By following a Population Concept Context mnemonic, we generated a primary review question: how has usability been considered in studies of DHTs targeting people with MS? This primary review question was then divided into four sub-questions:

  1. 1.

    What are the participant characteristics (e.g., age, gender, disease severity) included in studies of DHTs in the context of MS?

  2. 2.

    What are the components (e.g., type of technology and delivery platform, development stage) of DHTs targeting people with MS?

  3. 3.

    What assessment methods (e.g., questionnaires, interviews) of usability are incorporated into the design and/or evaluation of DHTs for people with MS?

  4. 4.

    What usability outcomes (e.g., accessibility, flexibility) are reported from the evaluation of DHTs for people with MS?

Results

Selection of sources of evidence

A total of 5990 studies were identified in the search process (see Fig. 1). Following duplicate removal (n = 1432), the titles and abstracts of 4558 studies were screened, and 4262 studies were deemed irrelevant. A total of 279 studies moved to full-text review, where 247 articles were excluded; of note, 89 studies did not assess usability. Inter-rater agreement for title and abstract screening was 0.45, and between 0.57 and 0.73 for full-text review (given there were three raters for this stage). These values indicate moderate to substantial agreement between reviewers, respectively19. A total of 32 studies were included in the final narrative synthesis.

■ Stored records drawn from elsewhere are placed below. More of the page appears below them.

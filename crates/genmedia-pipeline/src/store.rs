//! Result store
//!
//! Holds the media of the last successful run. The orchestrator replaces it
//! wholesale; post-processing (overlay, animation) works on what it holds.

use genmedia_core::models::{ImageAsset, MediaItem, VideoAsset, WorkflowKind};
use genmedia_core::AppError;
use genmedia_processing::{apply_text_overlay, encode_frames, FontArc, TextOverlay};

#[derive(Debug, Default)]
pub struct ResultStore {
    workflow: Option<WorkflowKind>,
    items: Vec<MediaItem>,
}

impl ResultStore {
    pub fn new() -> Self {
        Self::default()
    }

    pub fn replace(&mut self, workflow: WorkflowKind, items: Vec<MediaItem>) {
        self.workflow = Some(workflow);
        self.items = items;
    }

    pub fn clear(&mut self) {
        self.workflow = None;
        self.items.clear();
    }

    pub fn items(&self) -> &[MediaItem] {
        &self.items
    }

    pub fn is_empty(&self) -> bool {
        self.items.is_empty()
    }

    pub fn workflow(&self) -> Option<WorkflowKind> {
        self.workflow
    }

    pub fn is_storyboard(&self) -> bool {
        self.workflow == Some(WorkflowKind::Storyboard)
    }

    pub fn images(&self) -> Vec<&ImageAsset> {
        self.items.iter().filter_map(MediaItem::as_image).collect()
    }

    pub fn video(&self) -> Option<&VideoAsset> {
        self.items.iter().find_map(MediaItem::as_video)
    }

    /// Draw text on the item at `index` and store the edited image in its place.
    pub fn apply_text_overlay(
        &mut self,
        index: usize,
        overlay: &TextOverlay,
        font: &FontArc,
    ) -> Result<&ImageAsset, AppError> {
        let slot = self
            .items
            .get_mut(index)
            .ok_or_else(|| AppError::InvalidInput(format!("No result at index {}", index)))?;

        let MediaItem::Image(image) = slot else {
            return Err(AppError::InvalidInput(format!(
                "Result {} is not an image",
                index
            )));
        };

        let edited = apply_text_overlay(&image.data, overlay, font)?;
        *image = ImageAsset::png(edited);

        tracing::info!(index = index, image_id = %image.id, "Text overlay applied");
        Ok(image)
    }

    /// Encode the stored images, in order, as a looping GIF.
    pub fn animate(&self, delay_ms: u32) -> Result<Vec<u8>, AppError> {
        let frames: Vec<&[u8]> = self.images().into_iter().map(|i| i.data.as_ref()).collect();
        encode_frames(&frames, delay_ms)
    }
}
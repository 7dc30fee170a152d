//! In-memory provider used by the pipeline tests.

use async_trait::async_trait;
use image::{ImageFormat, Rgba, RgbaImage};
use std::collections::VecDeque;
use std::io::Cursor;
use std::sync::{Arc, Mutex};
use tokio::sync::Notify;

use genmedia_core::models::VideoJob;
use genmedia_core::{AppError, UpstreamErrorKind};
use genmedia_providers::{
    GenerationProvider, ImageGenerationRequest, RawMedia, VideoGenerationRequest,
};

pub const TEST_VIDEO_URI: &str = "https://videos.test/clip.mp4";

pub enum Reply<T> {
    Ok(T),
    Err(UpstreamErrorKind),
}

pub enum PollStep {
    Pending,
    Done,
    DoneWithoutUri,
    Fail(UpstreamErrorKind),
}

fn upstream(kind: UpstreamErrorKind) -> AppError {
    AppError::upstream(kind, format!("scripted {} failure", kind))
}

pub fn png(width: u32, height: u32, shade: u8) -> Vec<u8> {
    let img = RgbaImage::from_pixel(width, height, Rgba([shade, 64, 128, 255]));
    let mut buffer = Vec::new();
    img.write_to(&mut Cursor::new(&mut buffer), ImageFormat::Png)
        .unwrap();
    buffer
}

#[derive(Default)]
pub struct FakeProvider {
    optimize_replies: Mutex<VecDeque<Reply<String>>>,
    optimize_calls: Mutex<Vec<String>>,
    image_calls: Mutex<Vec<ImageGenerationRequest>>,
    image_failure: Mutex<Option<(usize, UpstreamErrorKind)>>,
    empty_images: Mutex<bool>,
    image_gate: Mutex<Option<Arc<Notify>>>,
    video_calls: Mutex<Vec<VideoGenerationRequest>>,
    poll_script: Mutex<VecDeque<PollStep>>,
    poll_count: Mutex<usize>,
    fetch_calls: Mutex<Vec<String>>,
}

impl FakeProvider {
    pub fn new() -> Self {
        Self::default()
    }

    pub fn push_optimize(&self, reply: Reply<String>) {
        self.optimize_replies.lock().unwrap().push_back(reply);
    }

    /// Make the image call with this zero-based index fail.
    pub fn fail_images_at(&self, call: usize, kind: UpstreamErrorKind) {
        *self.image_failure.lock().unwrap() = Some((call, kind));
    }

    pub fn return_no_images(&self) {
        *self.empty_images.lock().unwrap() = true;
    }

    /// Block image calls until the returned handle is notified.
    pub fn gate_images(&self) -> Arc<Notify> {
        let gate = Arc::new(Notify::new());
        *self.image_gate.lock().unwrap() = Some(gate.clone());
        gate
    }

    pub fn script_polls(&self, steps: Vec<PollStep>) {
        *self.poll_script.lock().unwrap() = steps.into();
    }

    pub fn optimize_calls(&self) -> Vec<String> {
        self.optimize_calls.lock().unwrap().clone()
    }

    pub fn image_calls(&self) -> Vec<ImageGenerationRequest> {
        self.image_calls.lock().unwrap().clone()
    }

    pub fn video_calls(&self) -> Vec<VideoGenerationRequest> {
        self.video_calls.lock().unwrap().clone()
    }

    pub fn poll_count(&self) -> usize {
        *self.poll_count.lock().unwrap()
    }

    pub fn fetch_calls(&self) -> Vec<String> {
        self.fetch_calls.lock().unwrap().clone()
    }
}

#[async_trait]
impl GenerationProvider for FakeProvider {
    fn name(&self) -> &str {
        "fake"
    }

    async fn optimize(&self, instruction: &str) -> Result<String, AppError> {
        let call = {
            let mut calls = self.optimize_calls.lock().unwrap();
            calls.push(instruction.to_string());
            calls.len()
        };
        match self.optimize_replies.lock().unwrap().pop_front() {
            Some(Reply::Ok(text)) => Ok(text),
            Some(Reply::Err(kind)) => Err(upstream(kind)),
            None => Ok(format!("optimized prompt {}", call)),
        }
    }

    async fn generate_images(
        &self,
        request: &ImageGenerationRequest,
    ) -> Result<Vec<RawMedia>, AppError> {
        let call = {
            let mut calls = self.image_calls.lock().unwrap();
            calls.push(request.clone());
            calls.len() - 1
        };

        let gate = self.image_gate.lock().unwrap().clone();
        if let Some(gate) = gate {
            gate.notified().await;
        }

        if let Some((failing, kind)) = *self.image_failure.lock().unwrap() {
            if failing == call {
                return Err(upstream(kind));
            }
        }
        if *self.empty_images.lock().unwrap() {
            return Ok(Vec::new());
        }

        let count = request.count.clamp(1, request.model.max_images());
        Ok((0..count)
            .map(|i| RawMedia::new("image/png", png(8, 8, (call * 10) as u8 + i as u8)))
            .collect())
    }

    async fn submit_video(&self, request: &VideoGenerationRequest) -> Result<VideoJob, AppError> {
        self.video_calls.lock().unwrap().push(request.clone());
        Ok(VideoJob::pending("operations/test"))
    }

    async fn poll_video(&self, job: &VideoJob) -> Result<VideoJob, AppError> {
        *self.poll_count.lock().unwrap() += 1;
        let step = self
            .poll_script
            .lock()
            .unwrap()
            .pop_front()
            .unwrap_or(PollStep::Pending);
        match step {
            PollStep::Pending => Ok(VideoJob::pending(job.id.clone())),
            PollStep::Done => Ok(VideoJob::done(
                job.id.clone(),
                Some(TEST_VIDEO_URI.to_string()),
            )),
            PollStep::DoneWithoutUri => Ok(VideoJob::done(job.id.clone(), None)),
            PollStep::Fail(kind) => Err(upstream(kind)),
        }
    }

    async fn fetch_video_asset(&self, uri: &str) -> Result<RawMedia, AppError> {
        self.fetch_calls.lock().unwrap().push(uri.to_string());
        Ok(RawMedia::new("video/mp4", vec![0u8, 0, 0, 24]))
    }
}
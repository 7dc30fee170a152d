//! Genmedia Core Library
//!
//! This crate provides the domain models, error types, and configuration
//! shared by the processing, provider, and pipeline crates.

pub mod config;
pub mod error;
pub mod models;

// Re-export commonly used types
pub use config::Config;
pub use error::{AppError, ErrorMetadata, LogLevel, UpstreamErrorKind};
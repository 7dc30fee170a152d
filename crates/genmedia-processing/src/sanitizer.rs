//! Sanitizing of untrusted prompt text and provider image bytes.

use genmedia_core::AppError;
use image::ImageFormat;
use regex::Regex;
use std::io::Cursor;
use std::sync::LazyLock;

pub const NEUTRALIZED_MARKER: &str = "[instruction neutralized]";

const INJECTION_PHRASES: [&str; 6] = [
    "ignore previous instructions",
    "ignore all prior directives",
    "disregard the above prompt",
    "act as",
    "system prompt:",
    "user prompt:",
];

// Applied in order, one pass each.
static INJECTION_PATTERNS: LazyLock<Vec<Regex>> = LazyLock::new(|| {
    INJECTION_PHRASES
        .iter()
        .filter_map(|phrase| Regex::new(&format!("(?i){}", regex::escape(phrase))).ok())
        .collect()
});

fn is_allowed(c: char) -> bool {
    matches!(c, '\x20'..='\x7E' | '\n' | '\r' | '\t')
}

/// Strip characters outside printable ASCII and standard whitespace, then
/// neutralize known instruction-injection phrases.
pub fn sanitize_text(text: &str) -> String {
    let mut sanitized: String = text.chars().filter(|c| is_allowed(*c)).collect();

    for pattern in INJECTION_PATTERNS.iter() {
        if pattern.is_match(&sanitized) {
            sanitized = pattern
                .replace_all(&sanitized, NEUTRALIZED_MARKER)
                .into_owned();
        }
    }

    sanitized
}

/// Decode an image of any supported format and re-encode its pixels as PNG.
///
/// Only pixel data survives: EXIF, text chunks, and trailing bytes are dropped.
pub fn sanitize_image(data: &[u8]) -> Result<Vec<u8>, AppError> {
    let img = image::ImageReader::new(Cursor::new(data))
        .with_guessed_format()
        .map_err(|e| AppError::Decode(format!("Failed to read image: {}", e)))?
        .decode()
        .map_err(|e| AppError::Decode(format!("Failed to decode image: {}", e)))?;

    let mut buffer = Vec::new();
    img.write_to(&mut Cursor::new(&mut buffer), ImageFormat::Png)
        .map_err(|e| AppError::Decode(format!("Failed to encode image as PNG: {}", e)))?;

    tracing::debug!(
        input_bytes = data.len(),
        output_bytes = buffer.len(),
        width = img.width(),
        height = img.height(),
        "Image sanitized"
    );

    Ok(buffer)
}
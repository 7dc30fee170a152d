//! Prompt composition
//!
//! Without optimization the final prompt is a deterministic concatenation of
//! the base prompt, style tags, and negative prompt. With optimization a
//! structured instruction block is sent to the provider's text model and its
//! trimmed answer is used verbatim. Optimizer failures are returned as-is;
//! there is no fallback to the plain prompt.

use genmedia_core::models::ImageModel;
use genmedia_core::AppError;
use genmedia_providers::GenerationClient;

const STORYBOARD_CONTINUITY_SUFFIX: &str =
    " Maintain consistency with the reference image and previous scene.";

/// Inputs of one composition.
#[derive(Debug, Clone, Copy)]
pub struct PromptSpec<'a> {
    pub base: &'a str,
    pub negative: &'a str,
    pub styles: &'a [String],
    pub model: ImageModel,
    /// Optimized prompt of the previous storyboard scene.
    pub previous_prompt: Option<&'a str>,
    /// Position in a storyboard, `None` outside storyboards.
    pub scene_index: Option<usize>,
    pub has_reference_image: bool,
}

impl<'a> PromptSpec<'a> {
    pub fn new(base: &'a str, negative: &'a str, styles: &'a [String], model: ImageModel) -> Self {
        Self {
            base,
            negative,
            styles,
            model,
            previous_prompt: None,
            scene_index: None,
            has_reference_image: false,
        }
    }
}

/// The cross-scene hint handed to the optimizer.
pub fn consistency_note(previous_prompt: &str) -> String {
    format!(
        "The previous scene's prompt was: \"{}\". Maintain character, environment, and art style consistency.",
        previous_prompt
    )
}

/// Plain composition, used when optimization is off.
pub fn compose_plain(spec: &PromptSpec<'_>) -> String {
    let mut prompt = spec.base.to_string();

    if !spec.styles.is_empty() {
        prompt.push_str(", in the style of ");
        prompt.push_str(&spec.styles.join(", "));
    }

    if !spec.negative.is_empty() {
        prompt.push_str(". Avoid: ");
        prompt.push_str(spec.negative);
        prompt.push('.');
    }

    if let Some(index) = spec.scene_index {
        if index > 0 || spec.has_reference_image {
            prompt.push_str(STORYBOARD_CONTINUITY_SUFFIX);
        }
    }

    prompt
}

/// Instruction block sent to the optimizer model.
pub fn optimization_request(spec: &PromptSpec<'_>) -> String {
    let mut request = format!(
        "Optimize the following image generation prompt for the \"{}\" model. The user wants to create a visually stunning and coherent image.\n\n",
        spec.model.id()
    );
    request.push_str(&format!("**Base Prompt:** \"{}\"\n", spec.base));

    if spec.has_reference_image {
        request.push_str("**Reference Image:** A reference image is provided. Ensure the generated image's style, subject, and composition are heavily inspired by it.\n");
    }
    if !spec.styles.is_empty() {
        request.push_str(&format!("**Desired Styles:** {}\n", spec.styles.join(", ")));
    }
    if !spec.negative.is_empty() {
        request.push_str(&format!(
            "**Negative Prompt (things to avoid):** {}\n",
            spec.negative
        ));
    }

    let continuing_scene = spec.scene_index.is_some_and(|i| i > 0);
    if let Some(previous) = spec.previous_prompt.filter(|_| continuing_scene) {
        request.push_str(&format!(
            "**Consistency Notes from previous scene:** {}\n",
            consistency_note(previous)
        ));
    }

    request.push_str("\n**Instructions:** Rewrite the prompt to be highly descriptive, detailed, and structured for the best possible output from the AI image generator. Incorporate the styles and avoid the negative elements. Focus on composition, lighting, color, and mood. The output should be ONLY the final, optimized prompt string, without any additional explanation or labels.");
    request
}

#[derive(Clone)]
pub struct PromptComposer {
    client: GenerationClient,
}

impl PromptComposer {
    pub fn new(client: GenerationClient) -> Self {
        Self { client }
    }

    pub async fn compose(
        &self,
        spec: &PromptSpec<'_>,
        wants_optimization: bool,
    ) -> Result<String, AppError> {
        if !wants_optimization {
            return Ok(compose_plain(spec));
        }

        let optimized = self.client.optimize(&optimization_request(spec)).await?;
        let optimized = optimized.trim().to_string();

        tracing::debug!(
            model = %spec.model,
            scene = ?spec.scene_index,
            chars = optimized.len(),
            "Prompt optimized"
        );

        Ok(optimized)
    }
}
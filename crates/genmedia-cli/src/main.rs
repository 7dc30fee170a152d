//! genmedia: generate images, storyboards, and videos from the command line.
//!
//! Set GEMINI_API_KEY (or API_KEY). Progress goes to stderr, written file
//! paths to stdout.

use std::sync::Arc;

use anyhow::Context;
use clap::Parser;

use genmedia_cli::{
    init_tracing, write_animation, write_outputs, Cli, EnvCredentialSelector, RunSummary,
};
use genmedia_core::{Config, ErrorMetadata};
use genmedia_pipeline::{CancellationToken, Orchestrator, PollPolicy, ProgressReporter};
use genmedia_providers::{GeminiProvider, GenerationClient};

#[tokio::main]
async fn main() -> anyhow::Result<()> {
    init_tracing();
    let cli = Cli::parse();

    let config = Config::from_env().context("Load configuration")?;
    config.validate().context("Validate configuration")?;

    let overlay = match cli.command.overlay() {
        Some(args) => args.prepare().context("Prepare text overlay")?,
        None => None,
    };
    let request = cli.command.build_request().context("Build request")?;

    let provider = GeminiProvider::new(&config).context("Create Gemini provider")?;
    let orchestrator = Orchestrator::new(GenerationClient::new(Arc::new(provider)))
        .with_credential_selector(Arc::new(EnvCredentialSelector::new(&config)))
        .with_poll_policy(PollPolicy::from_config(&config));

    let cancel = CancellationToken::new();
    let on_interrupt = cancel.clone();
    tokio::spawn(async move {
        if tokio::signal::ctrl_c().await.is_ok() {
            eprintln!("Cancelling...");
            on_interrupt.cancel();
        }
    });

    let (reporter, mut events) = ProgressReporter::channel();
    let printer = tokio::spawn(async move {
        while let Some(event) = events.recv().await {
            eprintln!("[{}] {}", event.stage, event.message);
        }
    });

    let result = orchestrator.run(&request, &reporter, &cancel).await;
    drop(reporter);
    printer.await.ok();

    if let Err(e) = result {
        tracing::error!(
            code = e.error_code(),
            recoverable = e.is_recoverable(),
            error = %e,
            "Generation failed"
        );
        if let Some(action) = e.suggested_action() {
            eprintln!("Hint: {}", action);
        }
        anyhow::bail!(e.client_message());
    }

    let store = orchestrator.store();
    if let Some((text, font)) = overlay {
        let index = cli
            .command
            .overlay()
            .map(|args| args.overlay_index)
            .unwrap_or_default();
        store
            .write()
            .await
            .apply_text_overlay(index, &text, &font)
            .context("Apply text overlay")?;
    }

    let store = store.read().await;
    let out_dir = cli.command.output_dir();
    let mut files = write_outputs(out_dir, store.items())
        .await
        .with_context(|| format!("Write results to {}", out_dir.display()))?;

    if let Some(delay) = cli.command.animation_delay() {
        let gif = store.animate(delay).context("Encode storyboard animation")?;
        files.push(
            write_animation(out_dir, &gif)
                .await
                .context("Write storyboard animation")?,
        );
    }

    if files.is_empty() {
        eprintln!("The provider returned no results.");
    }

    if cli.json {
        let summary = RunSummary {
            workflow: cli.command.workflow(),
            files,
        };
        let out = serde_json::to_string_pretty(&summary).context("Serialize summary")?;
        println!("{}", out);
    } else {
        for file in &files {
            println!("{}", file.path.display());
        }
    }

    Ok(())
}
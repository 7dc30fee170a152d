//! Pipeline orchestrator
//!
//! Runs one [`GenerationRequest`] through its workflow:
//!
//! - single: compose, generate
//! - storyboard: for each scene in order, compose (threading the previous
//!   optimized prompt forward) and generate one image
//! - video: submit, poll at a fixed interval until done, fetch
//!
//! Only one run may be in flight per orchestrator; a second concurrent run is
//! rejected, never queued. Results are published to the [`ResultStore`] only
//! when the whole run succeeds.

use std::future::Future;
use std::sync::atomic::{AtomicBool, Ordering};
use std::sync::Arc;
use std::time::Instant;

use tokio::sync::RwLock;
use tokio_util::sync::CancellationToken;

use genmedia_core::models::{GenerationRequest, MediaItem, VideoJob, WorkflowKind};
use genmedia_core::{AppError, ErrorMetadata, LogLevel};
use genmedia_processing::sanitize_text;
use genmedia_providers::{
    CredentialSelector, GenerationClient, ImageGenerationRequest, VideoGenerationRequest,
};

use crate::composer::{PromptComposer, PromptSpec};
use crate::policy::PollPolicy;
use crate::progress::{PipelineStage, ProgressReporter};
use crate::store::ResultStore;

/// Clears the in-flight flag when the run ends, however it ends.
struct InFlightGuard<'a>(&'a AtomicBool);

impl<'a> InFlightGuard<'a> {
    fn acquire(flag: &'a AtomicBool) -> Option<Self> {
        flag.compare_exchange(false, true, Ordering::AcqRel, Ordering::Acquire)
            .ok()
            .map(|_| Self(flag))
    }
}

impl Drop for InFlightGuard<'_> {
    fn drop(&mut self) {
        self.0.store(false, Ordering::Release);
    }
}

/// Await `future` unless `cancel` fires first.
async fn cancellable<T, F>(cancel: &CancellationToken, future: F) -> Result<T, AppError>
where
    F: Future<Output = Result<T, AppError>>,
{
    tokio::select! {
        biased;
        _ = cancel.cancelled() => Err(AppError::Cancelled),
        result = future => result,
    }
}

fn ensure_not_cancelled(cancel: &CancellationToken) -> Result<(), AppError> {
    if cancel.is_cancelled() {
        Err(AppError::Cancelled)
    } else {
        Ok(())
    }
}

/// Copy of the request with every free-text field sanitized.
fn sanitized(request: &GenerationRequest) -> GenerationRequest {
    let mut clean = request.clone();
    clean.base_prompt = sanitize_text(&request.base_prompt);
    clean.negative_prompt = sanitize_text(&request.negative_prompt);
    clean.styles = request.styles.iter().map(|s| sanitize_text(s)).collect();
    for scene in &mut clean.scenes {
        scene.prompt = sanitize_text(&scene.prompt);
    }
    clean
}

pub struct Orchestrator {
    client: GenerationClient,
    composer: PromptComposer,
    credentials: Option<Arc<dyn CredentialSelector>>,
    poll_policy: PollPolicy,
    store: Arc<RwLock<ResultStore>>,
    in_flight: AtomicBool,
}

impl Orchestrator {
    pub fn new(client: GenerationClient) -> Self {
        Self {
            composer: PromptComposer::new(client.clone()),
            client,
            credentials: None,
            poll_policy: PollPolicy::default(),
            store: Arc::new(RwLock::new(ResultStore::new())),
            in_flight: AtomicBool::new(false),
        }
    }

    pub fn with_credential_selector(mut self, selector: Arc<dyn CredentialSelector>) -> Self {
        self.credentials = Some(selector);
        self
    }

    pub fn with_poll_policy(mut self, policy: PollPolicy) -> Self {
        self.poll_policy = policy;
        self
    }

    pub fn store(&self) -> Arc<RwLock<ResultStore>> {
        self.store.clone()
    }

    pub fn is_running(&self) -> bool {
        self.in_flight.load(Ordering::Acquire)
    }

    /// Run one request to completion.
    ///
    /// Fails with [`AppError::RunInFlight`] if another run is in progress and
    /// with [`AppError::Cancelled`] if `cancel` fires at any suspend point.
    pub async fn run(
        &self,
        request: &GenerationRequest,
        progress: &ProgressReporter,
        cancel: &CancellationToken,
    ) -> Result<Vec<MediaItem>, AppError> {
        let _guard = InFlightGuard::acquire(&self.in_flight).ok_or(AppError::RunInFlight)?;

        let request = sanitized(request);
        request.validate_request()?;

        self.store.write().await.clear();

        let started = Instant::now();
        tracing::info!(
            workflow = %request.workflow,
            model = %request.model,
            provider = %self.client.provider_name(),
            optimizer = request.optimizer_enabled,
            "Generation run started"
        );

        let result = match request.workflow {
            WorkflowKind::Single => self.run_single(&request, progress, cancel).await,
            WorkflowKind::Storyboard => self.run_storyboard(&request, progress, cancel).await,
            WorkflowKind::Video => self.run_video(&request, progress, cancel).await,
        };

        match result {
            Ok(items) => {
                self.store
                    .write()
                    .await
                    .replace(request.workflow, items.clone());
                progress.report(PipelineStage::Done, "Generation complete.");
                tracing::info!(
                    workflow = %request.workflow,
                    items = items.len(),
                    elapsed_ms = started.elapsed().as_millis() as u64,
                    "Generation run completed"
                );
                Ok(items)
            }
            Err(e) => {
                if e.is_authentication() {
                    self.reopen_credential_selector().await;
                }
                match e.log_level() {
                    LogLevel::Debug => tracing::debug!(
                        error = %e, code = e.error_code(), workflow = %request.workflow,
                        "Generation run failed"
                    ),
                    LogLevel::Warn => tracing::warn!(
                        error = %e, code = e.error_code(), workflow = %request.workflow,
                        "Generation run failed"
                    ),
                    LogLevel::Error => tracing::error!(
                        error = %e, code = e.error_code(), workflow = %request.workflow,
                        "Generation run failed"
                    ),
                }
                Err(e)
            }
        }
    }

    async fn reopen_credential_selector(&self) {
        if let Some(selector) = &self.credentials {
            if let Err(e) = selector.open_selector().await {
                tracing::warn!(error = %e, "Failed to open credential selector");
            }
        }
    }

    async fn run_single(
        &self,
        request: &GenerationRequest,
        progress: &ProgressReporter,
        cancel: &CancellationToken,
    ) -> Result<Vec<MediaItem>, AppError> {
        let reference = request.active_reference().cloned();

        if request.optimizer_enabled {
            progress.report(PipelineStage::Composing, "Optimizing prompt...");
        }
        let spec = PromptSpec {
            has_reference_image: reference.is_some(),
            ..PromptSpec::new(
                &request.base_prompt,
                &request.negative_prompt,
                &request.styles,
                request.model,
            )
        };
        let prompt = cancellable(
            cancel,
            self.composer.compose(&spec, request.optimizer_enabled),
        )
        .await?;

        progress.report(
            PipelineStage::Generating,
            format!("Generating with {}...", request.model),
        );
        let generation = ImageGenerationRequest {
            prompt,
            model: request.model,
            count: request.effective_image_count(),
            aspect_ratio: request.aspect_ratio,
            reference_image: reference,
        };
        let images = cancellable(cancel, self.client.generate_images(&generation)).await?;

        Ok(images.into_iter().map(MediaItem::Image).collect())
    }

    async fn run_storyboard(
        &self,
        request: &GenerationRequest,
        progress: &ProgressReporter,
        cancel: &CancellationToken,
    ) -> Result<Vec<MediaItem>, AppError> {
        let reference = request.active_reference().cloned();
        let total = request.scenes.len();
        let mut items = Vec::with_capacity(total);
        let mut previous_prompt: Option<String> = None;

        for (index, scene) in request.scenes.iter().enumerate() {
            ensure_not_cancelled(cancel)?;
            let stage = PipelineStage::Scene { index, total };
            progress.report(stage, format!("Processing scene {}/{}...", index + 1, total));

            if request.optimizer_enabled {
                progress.report(
                    stage,
                    format!("Optimizing prompt for scene {}...", index + 1),
                );
            }
            let spec = PromptSpec {
                previous_prompt: previous_prompt.as_deref(),
                scene_index: Some(index),
                has_reference_image: reference.is_some(),
                ..PromptSpec::new(
                    &scene.prompt,
                    &request.negative_prompt,
                    &request.styles,
                    request.model,
                )
            };
            let prompt = cancellable(
                cancel,
                self.composer.compose(&spec, request.optimizer_enabled),
            )
            .await?;

            progress.report(
                stage,
                format!("Generating image for scene {}...", index + 1),
            );
            let generation = ImageGenerationRequest {
                prompt: prompt.clone(),
                model: request.model,
                count: 1,
                aspect_ratio: request.aspect_ratio,
                reference_image: reference.clone(),
            };
            let images = cancellable(cancel, self.client.generate_images(&generation)).await?;

            tracing::debug!(
                scene = index + 1,
                scene_id = %scene.id,
                images = images.len(),
                "Scene generated"
            );
            items.extend(images.into_iter().map(MediaItem::Image));

            if request.optimizer_enabled {
                previous_prompt = Some(prompt);
            }
        }

        Ok(items)
    }

    async fn run_video(
        &self,
        request: &GenerationRequest,
        progress: &ProgressReporter,
        cancel: &CancellationToken,
    ) -> Result<Vec<MediaItem>, AppError> {
        if let Some(selector) = &self.credentials {
            if !selector.has_selected_credential().await {
                progress.report(
                    PipelineStage::CredentialCheck,
                    "Please select an API key to generate videos.",
                );
                cancellable(cancel, selector.open_selector()).await?;
            }
        }

        progress.report(PipelineStage::Submitting, "Preparing video generation...");
        let generation = VideoGenerationRequest {
            prompt: request.base_prompt.clone(),
            aspect_ratio: request.aspect_ratio,
            resolution: request.video_resolution,
            reference_image: request.reference_image.clone(),
        };

        progress.report(
            PipelineStage::Submitting,
            "Starting video generation... This may take a few minutes.",
        );
        let job = cancellable(cancel, self.client.submit_video(&generation)).await?;

        progress.report(
            PipelineStage::Polling { attempt: 0 },
            "Video generation in progress... Polling for results.",
        );
        let job = self.wait_for_video(job, progress, cancel).await?;

        progress.report(
            PipelineStage::Fetching,
            "Video processed! Fetching final result...",
        );
        let video = cancellable(cancel, self.client.fetch_video(&job)).await?;

        Ok(vec![MediaItem::Video(video)])
    }

    /// Poll until the job is done. Each attempt waits the policy interval first.
    async fn wait_for_video(
        &self,
        mut job: VideoJob,
        progress: &ProgressReporter,
        cancel: &CancellationToken,
    ) -> Result<VideoJob, AppError> {
        let policy = &self.poll_policy;
        let mut attempt: u32 = 0;
        let mut transient_failures: u32 = 0;

        while !job.is_done() {
            if policy.attempts_exhausted(attempt) {
                return Err(AppError::Timeout { attempts: attempt });
            }

            attempt += 1;
            progress.report(
                PipelineStage::Polling { attempt },
                format!("Checking status (attempt {})... Still processing.", attempt),
            );

            tokio::select! {
                biased;
                _ = cancel.cancelled() => return Err(AppError::Cancelled),
                _ = tokio::time::sleep(policy.interval) => {}
            }

            match cancellable(cancel, self.client.poll_video(&job)).await {
                Ok(next) => {
                    transient_failures = 0;
                    tracing::debug!(
                        operation = %next.id,
                        attempt = attempt,
                        status = %next.status,
                        "Video job polled"
                    );
                    job = next;
                }
                Err(e)
                    if e.upstream_kind().is_some_and(|k| k.is_transient())
                        && transient_failures < policy.max_transient_failures =>
                {
                    transient_failures += 1;
                    tracing::warn!(
                        operation = %job.id,
                        attempt = attempt,
                        consecutive_failures = transient_failures,
                        error = %e,
                        "Transient failure while polling video job, retrying"
                    );
                }
                Err(e) => return Err(e),
            }
        }

        tracing::info!(operation = %job.id, attempts = attempt, "Video job finished");
        Ok(job)
    }
}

Fig. 1: Study selection flow diagram.
figure 1

Data extracted from Covidence. Exclusion Criteria: 1. Review papers, animal studies, unpublished trial data, conference abstracts, opinion pieces, case studies, and letters.; 2. No reported usability outcome measure; 3. Studies with data in MS patients that is not accessible, or that is presented in conjunction with co-morbidities; 4. DHT not for patient populations with MS (primary diagnosis), healthcare practitioners, formal care providers, and researchers; 5. Machine learning and AI studies to assess healthcare data for MS. κ = Cohen’s kappa value.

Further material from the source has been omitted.